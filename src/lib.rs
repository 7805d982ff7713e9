//! # textdrop - Ephemeral Anonymous Text Sharing
//!
//! textdrop lets one client post a piece of text and get back a three-digit
//! code; anyone holding the code can read the text back for the next 24 hours.
//! There are no accounts. Texts vanish once the retention window passes.
//!
//! ## Features
//!
//! - **Short Codes**: 3 decimal digits, unique among live texts
//! - **Shared SQLite Table**: Uniqueness enforced by a `UNIQUE` constraint, so
//!   several server processes can share one database file
//! - **24h Expiry**: Checked on every read, plus a background sweeper
//! - **Async I/O**: Built on Tokio and axum
//!
//! ## Architecture
//!
//! ```text
//! ┌─────────────────────────────────────────────────────────────────────────┐
//! │                              textdrop                                   │
//! │                                                                         │
//! │  ┌─────────────┐    ┌─────────────┐    ┌─────────────────────────────┐  │
//! │  │ axum Router │───>│  Handlers   │───>│          TextStore          │  │
//! │  │ (no-cache)  │    │ (ApiError)  │    │  allocate · create ·        │  │
//! │  └─────────────┘    └─────────────┘    │  retrieve · purge_expired   │  │
//! │                                        └──────────────┬──────────────┘  │
//! │                                                       │                 │
//! │                                                       ▼                 │
//! │  ┌─────────────────────────────┐       ┌─────────────────────────────┐  │
//! │  │        ExpirySweeper        │──────>│   SqlitePool -> texts.db    │  │
//! │  │   (Background Tokio Task)   │       └─────────────────────────────┘  │
//! │  └─────────────────────────────┘                                        │
//! └─────────────────────────────────────────────────────────────────────────┘
//! ```
//!
//! ## Quick Start
//!
//! ```ignore
//! use textdrop::http::{router, AppState};
//! use textdrop::storage::{ExpiryConfig, ExpirySweeper, StoreConfig, TextStore};
//! use std::sync::Arc;
//! use tokio::net::TcpListener;
//!
//! #[tokio::main]
//! async fn main() -> anyhow::Result<()> {
//!     // Open the store
//!     let store = Arc::new(TextStore::connect(StoreConfig::new("texts.db")).await?);
//!
//!     // Start the background expiry sweeper
//!     let sweeper = ExpirySweeper::start(Arc::clone(&store), ExpiryConfig::default());
//!
//!     // Serve the API
//!     let listener = TcpListener::bind("0.0.0.0:5000").await?;
//!     axum::serve(listener, router(AppState::new(store, "static"))).await?;
//!
//!     sweeper.shutdown().await;
//!     Ok(())
//! }
//! ```
//!
//! ## Module Overview
//!
//! - [`storage`]: Code allocation, the SQLite-backed store and the sweeper
//! - [`http`]: Routes, handlers and the JSON wire types
//! - [`config`]: Environment-driven server configuration
//!
//! ## Design Highlights
//!
//! ### Uniqueness Without Locks
//!
//! Allocation picks a random code that no live record holds, but it doesn't
//! reserve it. The insert is a single statement that only succeeds if no live
//! record holds the code; a lost race is retried with a new code.
//!
//! ### Lazy + Active Expiry
//!
//! Texts are expired in two ways:
//! 1. **Lazy**: When a code is read, an expired record is deleted and reported
//!    as not found
//! 2. **Active**: A background task periodically deletes all expired records
//!
//! Only lazy expiry matters for correctness; the sweeper bounds table size.

pub mod config;
pub mod http;
pub mod storage;

// Re-export commonly used types for convenience
pub use config::{Config, ConfigError};
pub use http::{router, AppState};
pub use storage::{Code, ExpiryConfig, ExpirySweeper, StoreConfig, StoreError, TextStore};

/// The default port textdrop listens on
pub const DEFAULT_PORT: u16 = 5000;

/// Version of textdrop
pub const VERSION: &str = env!("CARGO_PKG_VERSION");
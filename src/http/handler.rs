//! Request Handlers
//!
//! Each handler validates its request, calls into the [`TextStore`] and turns
//! the outcome into a JSON response. Store errors become [`ApiError`]s whose
//! bodies carry a short, fixed message; error details only go to the log.
//!
//! ## Status Mapping
//!
//! ```text
//! InvalidInput        -> 400 Bad Request
//! NotFound            -> 404 Not Found   (missing and expired look the same)
//! CodeSpaceExhausted  -> 503 Service Unavailable
//! StorageUnavailable  -> 500 Internal Server Error
//! DuplicateCode       -> 500 Internal Server Error
//! ```

use crate::http::types::{
    CreateRequest, CreateResponse, ErrorBody, HealthResponse, RetrieveResponse,
};
use crate::storage::{StoreError, TextStore};
use axum::extract::rejection::JsonRejection;
use axum::extract::{Path, State};
use axum::http::StatusCode;
use axum::response::{Html, IntoResponse, Response};
use axum::Json;
use std::path::PathBuf;
use std::sync::Arc;
use tracing::{debug, error, warn};

/// State shared by every handler.
#[derive(Debug, Clone)]
pub struct AppState {
    pub store: Arc<TextStore>,
    pub static_dir: Arc<PathBuf>,
}

impl AppState {
    pub fn new(store: Arc<TextStore>, static_dir: impl Into<PathBuf>) -> Self {
        Self {
            store,
            static_dir: Arc::new(static_dir.into()),
        }
    }
}

/// Errors returned to HTTP clients.
#[derive(Debug, thiserror::Error)]
pub enum ApiError {
    /// The request body is missing or isn't `{"text": "..."}`
    #[error("no text provided")]
    MissingText,

    #[error(transparent)]
    Store(#[from] StoreError),

    /// Failure outside the store, e.g. reading the landing page
    #[error("internal error")]
    Internal,
}

impl ApiError {
    fn status_and_message(&self) -> (StatusCode, &'static str) {
        match self {
            ApiError::MissingText => (StatusCode::BAD_REQUEST, "No text provided"),
            ApiError::Store(StoreError::InvalidInput(message)) => {
                (StatusCode::BAD_REQUEST, *message)
            }
            ApiError::Store(StoreError::NotFound) => {
                (StatusCode::NOT_FOUND, "Invalid code or text expired")
            }
            ApiError::Store(StoreError::CodeSpaceExhausted { .. }) => (
                StatusCode::SERVICE_UNAVAILABLE,
                "No codes available, try again later",
            ),
            ApiError::Store(StoreError::StorageUnavailable(_))
            | ApiError::Store(StoreError::DuplicateCode)
            | ApiError::Internal => (StatusCode::INTERNAL_SERVER_ERROR, "Server error"),
        }
    }
}

impl IntoResponse for ApiError {
    fn into_response(self) -> Response {
        let (status, message) = self.status_and_message();
        if status.is_server_error() {
            warn!(status = status.as_u16(), error = %self, "Request failed");
        }
        let body = ErrorBody {
            error: message.to_string(),
        };
        (status, Json(body)).into_response()
    }
}

/// `GET /` serves the landing page.
pub async fn index(State(state): State<AppState>) -> Result<Html<String>, ApiError> {
    let path = state.static_dir.join("index.html");
    match tokio::fs::read_to_string(&path).await {
        Ok(page) => Ok(Html(page)),
        Err(e) => {
            error!(path = %path.display(), error = %e, "Error serving landing page");
            Err(ApiError::Internal)
        }
    }
}

/// `GET /health` probes the database.
pub async fn health(State(state): State<AppState>) -> Response {
    match state.store.ping().await {
        Ok(()) => (StatusCode::OK, Json(HealthResponse::healthy())).into_response(),
        Err(e) => {
            error!(error = %e, "Health check failed");
            (
                StatusCode::INTERNAL_SERVER_ERROR,
                Json(HealthResponse::unhealthy("database unavailable")),
            )
                .into_response()
        }
    }
}

/// `POST /api/create` stores a text and returns its code.
pub async fn create_text(
    State(state): State<AppState>,
    payload: Result<Json<CreateRequest>, JsonRejection>,
) -> Result<(StatusCode, Json<CreateResponse>), ApiError> {
    let Json(request) = payload.map_err(|rejection| {
        debug!(error = %rejection, "Rejected create request body");
        ApiError::MissingText
    })?;

    let code = state.store.create(&request.text).await?;
    Ok((
        StatusCode::CREATED,
        Json(CreateResponse {
            code: code.to_string(),
        }),
    ))
}

/// `GET /api/retrieve/:code` returns the text stored under a code.
pub async fn retrieve_text(
    State(state): State<AppState>,
    Path(code): Path<String>,
) -> Result<Json<RetrieveResponse>, ApiError> {
    let text = state.store.retrieve(&code).await?;
    Ok(Json(RetrieveResponse { text }))
}
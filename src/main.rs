//! textdrop - Ephemeral Anonymous Text Sharing
//!
//! This is the main entry point for the textdrop server.
//! It reads the environment, connects to storage, starts the expiry sweeper
//! and serves HTTP until interrupted.

use anyhow::Context;
use std::sync::Arc;
use textdrop::config::Config;
use textdrop::http::{router, AppState};
use textdrop::storage::{ExpirySweeper, RetryPolicy, TextStore};
use tokio::net::TcpListener;
use tokio::signal;
use tracing::info;
use tracing_subscriber::EnvFilter;

#[tokio::main]
async fn main() -> anyhow::Result<()> {
    // Set up logging
    tracing_subscriber::fmt()
        .with_env_filter(
            EnvFilter::try_from_default_env().unwrap_or_else(|_| "textdrop=info".into()),
        )
        .with_target(false)
        .init();

    let config = Config::from_env().context("invalid configuration")?;
    info!(version = textdrop::VERSION, "Starting textdrop");

    // Connect to storage (shared across all requests)
    let retry = RetryPolicy::default();
    let store = TextStore::connect_with_retry(config.store_config(), &retry)
        .await
        .context("could not connect to storage")?;
    let store = Arc::new(store);
    info!(database = %config.database_url, "Storage initialized");

    // Start the background expiry sweeper
    let sweeper = ExpirySweeper::start(Arc::clone(&store), config.expiry_config());

    let listener = TcpListener::bind(config.bind_address())
        .await
        .with_context(|| format!("could not bind {}", config.bind_address()))?;
    info!("Listening on {}", config.bind_address());

    let app = router(AppState::new(Arc::clone(&store), config.static_dir.clone()));
    axum::serve(listener, app)
        .with_graceful_shutdown(shutdown_signal())
        .await
        .context("server error")?;

    sweeper.shutdown().await;
    store.close().await;

    info!("Server shutdown complete");
    Ok(())
}

/// Resolves on Ctrl+C or, on Unix, SIGTERM.
async fn shutdown_signal() {
    let ctrl_c = async {
        if let Err(e) = signal::ctrl_c().await {
            tracing::error!(error = %e, "Failed to install Ctrl+C handler");
            std::future::pending::<()>().await;
        }
    };

    #[cfg(unix)]
    let terminate = async {
        match signal::unix::signal(signal::unix::SignalKind::terminate()) {
            Ok(mut stream) => {
                stream.recv().await;
            }
            Err(e) => {
                tracing::error!(error = %e, "Failed to install SIGTERM handler");
                std::future::pending::<()>().await;
            }
        }
    };

    #[cfg(not(unix))]
    let terminate = std::future::pending::<()>();

    tokio::select! {
        _ = ctrl_c => {}
        _ = terminate => {}
    }

    info!("Shutdown signal received, stopping server...");
}
//! Server configuration, read from the environment.
//!
//! | Variable              | Default   |
//! |-----------------------|-----------|
//! | `DATABASE_URL`        | required  |
//! | `HOST`                | `0.0.0.0` |
//! | `PORT`                | `5000`    |
//! | `STATIC_DIR`          | `static`  |
//! | `SWEEP_INTERVAL_SECS` | `3600`    |
//! | `DB_MAX_CONNECTIONS`  | `5`       |
//!
//! `DATABASE_URL` may be a `sqlite:` URL or a plain file path.
//! `SWEEP_INTERVAL_SECS` must be non-zero.

use crate::storage::{ExpiryConfig, StoreConfig};
use std::path::PathBuf;
use std::str::FromStr;
use std::time::Duration;

/// Errors that make the configuration unusable.
#[derive(Debug, thiserror::Error)]
pub enum ConfigError {
    #[error("DATABASE_URL environment variable not set")]
    MissingDatabaseUrl,

    #[error("invalid value for {name}: {value:?}")]
    InvalidValue { name: &'static str, value: String },
}

/// Server configuration
#[derive(Debug, Clone)]
pub struct Config {
    /// Host to bind to
    pub host: String,
    /// Port to listen on
    pub port: u16,
    /// Database file path or `sqlite:` URL
    pub database_url: String,
    /// Directory holding the landing page
    pub static_dir: PathBuf,
    /// Interval between expiry sweeps
    pub sweep_interval: Duration,
    /// Storage pool size
    pub max_connections: u32,
}

impl Config {
    /// Reads the configuration from process environment variables.
    pub fn from_env() -> Result<Self, ConfigError> {
        Self::from_lookup(|name| std::env::var(name).ok())
    }

    /// Reads the configuration through `lookup`, which maps a variable name
    /// to its value.
    pub fn from_lookup(lookup: impl Fn(&str) -> Option<String>) -> Result<Self, ConfigError> {
        let database_url = lookup("DATABASE_URL")
            .map(|url| url.trim().to_string())
            .filter(|url| !url.is_empty())
            .ok_or(ConfigError::MissingDatabaseUrl)?;

        Ok(Self {
            host: lookup("HOST").unwrap_or_else(|| "0.0.0.0".to_string()),
            port: parse_or(&lookup, "PORT", crate::DEFAULT_PORT)?,
            database_url,
            static_dir: lookup("STATIC_DIR")
                .map(PathBuf::from)
                .unwrap_or_else(|| PathBuf::from("static")),
            sweep_interval: Duration::from_secs(parse_nonzero_or(&lookup, "SWEEP_INTERVAL_SECS", 3600)?),
            max_connections: parse_or(&lookup, "DB_MAX_CONNECTIONS", 5)?,
        })
    }

    /// Returns the bind address as a string
    pub fn bind_address(&self) -> String {
        format!("{}:{}", self.host, self.port)
    }

    pub fn store_config(&self) -> StoreConfig {
        StoreConfig::new(self.database_url.clone()).with_max_connections(self.max_connections)
    }

    pub fn expiry_config(&self) -> ExpiryConfig {
        ExpiryConfig {
            interval: self.sweep_interval,
        }
    }
}

fn parse_or<T: FromStr>(
    lookup: &impl Fn(&str) -> Option<String>,
    name: &'static str,
    default: T,
) -> Result<T, ConfigError> {
    match lookup(name) {
        None => Ok(default),
        Some(value) => value
            .trim()
            .parse()
            .map_err(|_| ConfigError::InvalidValue { name, value }),
    }
}

fn parse_nonzero_or(
    lookup: &impl Fn(&str) -> Option<String>,
    name: &'static str,
    default: u64,
) -> Result<u64, ConfigError> {
    match parse_or(lookup, name, default)? {
        0 => Err(ConfigError::InvalidValue {
            name,
            value: "0".to_string(),
        }),
        n => Ok(n),
    }
}

#[cfg(test)]
mod tests {
    use super::*;
    use std::collections::HashMap;

    fn lookup(vars: &[(&str, &str)]) -> impl Fn(&str) -> Option<String> {
        let vars: HashMap<String, String> = vars
            .iter()
            .map(|(k, v)| (k.to_string(), v.to_string()))
            .collect();
        move |name: &str| vars.get(name).cloned()
    }

    #[test]
    fn test_defaults() {
        let config = Config::from_lookup(lookup(&[("DATABASE_URL", "texts.db")])).unwrap();

        assert_eq!(config.database_url, "texts.db");
        assert_eq!(config.bind_address(), "0.0.0.0:5000");
        assert_eq!(config.static_dir, PathBuf::from("static"));
        assert_eq!(config.sweep_interval, Duration::from_secs(3600));
        assert_eq!(config.max_connections, 5);
    }

    #[test]
    fn test_overrides() {
        let config = Config::from_lookup(lookup(&[
            ("DATABASE_URL", "sqlite:///var/lib/textdrop/texts.db"),
            ("HOST", "127.0.0.1"),
            ("PORT", "8080"),
            ("STATIC_DIR", "/srv/www"),
            ("SWEEP_INTERVAL_SECS", "60"),
            ("DB_MAX_CONNECTIONS", "2"),
        ]))
        .unwrap();

        assert_eq!(config.bind_address(), "127.0.0.1:8080");
        assert_eq!(config.static_dir, PathBuf::from("/srv/www"));
        assert_eq!(config.expiry_config().interval, Duration::from_secs(60));

        let store = config.store_config();
        assert_eq!(store.database_url, "sqlite:///var/lib/textdrop/texts.db");
        assert_eq!(store.max_connections, 2);
    }

    #[test]
    fn test_missing_database_url() {
        assert!(matches!(
            Config::from_lookup(lookup(&[])),
            Err(ConfigError::MissingDatabaseUrl)
        ));
        assert!(matches!(
            Config::from_lookup(lookup(&[("DATABASE_URL", "  ")])),
            Err(ConfigError::MissingDatabaseUrl)
        ));
    }

    #[test]
    fn test_invalid_port() {
        let result = Config::from_lookup(lookup(&[("DATABASE_URL", "texts.db"), ("PORT", "http")]));
        assert!(matches!(
            result,
            Err(ConfigError::InvalidValue { name: "PORT", .. })
        ));
    }

    #[test]
    fn test_zero_sweep_interval() {
        let result = Config::from_lookup(lookup(&[
            ("DATABASE_URL", "texts.db"),
            ("SWEEP_INTERVAL_SECS", "0"),
        ]));
        assert!(matches!(
            result,
            Err(ConfigError::InvalidValue { name: "SWEEP_INTERVAL_SECS", .. })
        ));
    }
}
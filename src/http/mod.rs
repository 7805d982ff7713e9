//! HTTP Module
//!
//! This module exposes the text store over HTTP with axum. Every response,
//! errors included, carries headers that forbid caching: a retrieved text
//! must never linger in a browser or proxy cache after it expires.
//!
//! ## Routes
//!
//! ```text
//! GET  /                    landing page (<static_dir>/index.html)
//! GET  /health              {"status":"healthy","database":"connected"}
//! POST /api/create          {"text":"..."}  -> 201 {"code":"042"}
//! GET  /api/retrieve/:code  -> 200 {"text":"..."}
//! ```
//!
//! ## Example
//!
//! ```ignore
//! use textdrop::http::{router, AppState};
//!
//! let state = AppState::new(store, "static");
//! let listener = tokio::net::TcpListener::bind("0.0.0.0:5000").await?;
//! axum::serve(listener, router(state)).await?;
//! ```

pub mod handler;
pub mod types;

use axum::http::{header, HeaderValue};
use axum::middleware;
use axum::response::Response;
use axum::routing::{get, post};
use axum::Router;

// Re-export commonly used types
pub use handler::{ApiError, AppState};
pub use types::{CreateRequest, CreateResponse, ErrorBody, HealthResponse, RetrieveResponse};

/// Builds the application router.
pub fn router(state: AppState) -> Router {
    Router::new()
        .route("/", get(handler::index))
        .route("/health", get(handler::health))
        .route("/api/create", post(handler::create_text))
        .route("/api/retrieve/:code", get(handler::retrieve_text))
        .layer(middleware::map_response(no_cache))
        .with_state(state)
}

async fn no_cache(mut response: Response) -> Response {
    let headers = response.headers_mut();
    headers.insert(
        header::CACHE_CONTROL,
        HeaderValue::from_static("no-store, no-cache, must-revalidate, max-age=0"),
    );
    headers.insert(header::PRAGMA, HeaderValue::from_static("no-cache"));
    headers.insert(header::EXPIRES, HeaderValue::from_static("0"));
    response
}
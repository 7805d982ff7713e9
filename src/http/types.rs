//! JSON bodies exchanged over the HTTP API.

use serde::{Deserialize, Serialize};

/// Body of `POST /api/create`.
#[derive(Debug, Clone, Deserialize)]
pub struct CreateRequest {
    pub text: String,
}

/// Reply to a successful create.
#[derive(Debug, Clone, Serialize, Deserialize, PartialEq)]
pub struct CreateResponse {
    pub code: String,
}

/// Reply to a successful retrieve.
#[derive(Debug, Clone, Serialize, Deserialize, PartialEq)]
pub struct RetrieveResponse {
    pub text: String,
}

/// Body of every error reply.
#[derive(Debug, Clone, Serialize, Deserialize, PartialEq)]
pub struct ErrorBody {
    pub error: String,
}

/// Reply to `GET /health`.
#[derive(Debug, Clone, Serialize, Deserialize, PartialEq)]
pub struct HealthResponse {
    pub status: String,
    #[serde(skip_serializing_if = "Option::is_none")]
    pub database: Option<String>,
    #[serde(skip_serializing_if = "Option::is_none")]
    pub error: Option<String>,
}

impl HealthResponse {
    pub fn healthy() -> Self {
        Self {
            status: "healthy".to_string(),
            database: Some("connected".to_string()),
            error: None,
        }
    }

    pub fn unhealthy(error: impl Into<String>) -> Self {
        Self {
            status: "unhealthy".to_string(),
            database: None,
            error: Some(error.into()),
        }
    }
}
//! Throughput Benchmark for textdrop
//!
//! This benchmark measures the text store under create, retrieve and sweep
//! workloads against a temporary SQLite file.

use criterion::{black_box, criterion_group, criterion_main, Criterion, Throughput};
use std::sync::Arc;
use tempfile::TempDir;
use textdrop::storage::{ManualClock, StoreConfig, TextStore, RETENTION_SECS};
use tokio::runtime::Runtime;

const START: i64 = 1_700_000_000;

/// Live rows allowed before the clock is advanced past the retention window.
/// Keeping occupancy at a tenth of the 1000-code space makes allocation
/// exhaustion practically impossible.
const LIVE_ROWS: u64 = 100;

fn runtime() -> Runtime {
    tokio::runtime::Builder::new_multi_thread()
        .enable_all()
        .build()
        .unwrap()
}

fn open_store(rt: &Runtime) -> (Arc<TextStore>, Arc<ManualClock>, TempDir) {
    let dir = tempfile::tempdir().unwrap();
    let clock = Arc::new(ManualClock::new(START));
    let config = StoreConfig::new(dir.path().join("bench.db").to_string_lossy());
    let store = rt
        .block_on(TextStore::connect_with_clock(config, clock.clone()))
        .unwrap();
    (Arc::new(store), clock, dir)
}

/// Benchmark create operations
fn bench_create(c: &mut Criterion) {
    let rt = runtime();
    let (store, clock, _dir) = open_store(&rt);

    let mut group = c.benchmark_group("create");
    group.throughput(Throughput::Elements(1));

    group.bench_function("create_small", |b| {
        let mut i = 0u64;
        b.iter(|| {
            // Recycle the code space before it fills up
            if i % LIVE_ROWS == 0 {
                clock.advance(RETENTION_SECS + 1);
            }
            black_box(rt.block_on(store.create("small text")).unwrap());
            i += 1;
        });
    });

    group.bench_function("create_large", |b| {
        let text = "x".repeat(64 * 1024); // 64KB text
        let mut i = 0u64;
        b.iter(|| {
            if i % LIVE_ROWS == 0 {
                clock.advance(RETENTION_SECS + 1);
            }
            black_box(rt.block_on(store.create(&text)).unwrap());
            i += 1;
        });
    });

    group.finish();
}

/// Benchmark retrieve operations
fn bench_retrieve(c: &mut Criterion) {
    let rt = runtime();
    let (store, _clock, _dir) = open_store(&rt);

    // Pre-populate a tenth of the code space
    let codes: Vec<String> = (0..LIVE_ROWS)
        .map(|i| {
            rt.block_on(store.create(&format!("text:{}", i)))
                .unwrap()
                .to_string()
        })
        .collect();

    let mut group = c.benchmark_group("retrieve");
    group.throughput(Throughput::Elements(1));

    group.bench_function("retrieve_existing", |b| {
        let mut i = 0usize;
        b.iter(|| {
            let code = &codes[i % codes.len()];
            black_box(rt.block_on(store.retrieve(code)).unwrap());
            i += 1;
        });
    });

    group.bench_function("retrieve_invalid", |b| {
        b.iter(|| {
            black_box(rt.block_on(store.retrieve("abc")).unwrap_err());
        });
    });

    group.finish();
}

/// Benchmark concurrent creates and reads
fn bench_concurrent(c: &mut Criterion) {
    let rt = runtime();
    let (store, clock, _dir) = open_store(&rt);

    let mut group = c.benchmark_group("concurrent");

    group.bench_function("4_tasks_mixed", |b| {
        b.iter(|| {
            clock.advance(RETENTION_SECS + 1);
            rt.block_on(async {
                let handles: Vec<_> = (0..4)
                    .map(|t| {
                        let store = Arc::clone(&store);
                        tokio::spawn(async move {
                            for i in 0..25 {
                                let code = store.create(&format!("{}:{}", t, i)).await.unwrap();
                                store.retrieve(code.as_str()).await.unwrap();
                            }
                        })
                    })
                    .collect();

                for handle in handles {
                    handle.await.unwrap();
                }
            });
        });
    });

    group.finish();
}

/// Benchmark the expiry sweep
fn bench_sweep(c: &mut Criterion) {
    let rt = runtime();
    let (store, clock, _dir) = open_store(&rt);

    let mut group = c.benchmark_group("sweep");

    group.bench_function("purge_100_expired", |b| {
        b.iter(|| {
            rt.block_on(async {
                for i in 0..LIVE_ROWS {
                    store.create(&format!("stale:{}", i)).await.unwrap();
                }
            });
            clock.advance(RETENTION_SECS + 1);
            black_box(rt.block_on(store.purge_expired()).unwrap());
        });
    });

    group.finish();
}

criterion_group!(
    benches,
    bench_create,
    bench_retrieve,
    bench_concurrent,
    bench_sweep,
);

criterion_main!(benches);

Task to complete
Report all lines of the material that contain the word "anyhow".

Output for this exercise
//! async fn main() -> anyhow::Result<()> {
use anyhow::Context;
async fn main() -> anyhow::Result<()> {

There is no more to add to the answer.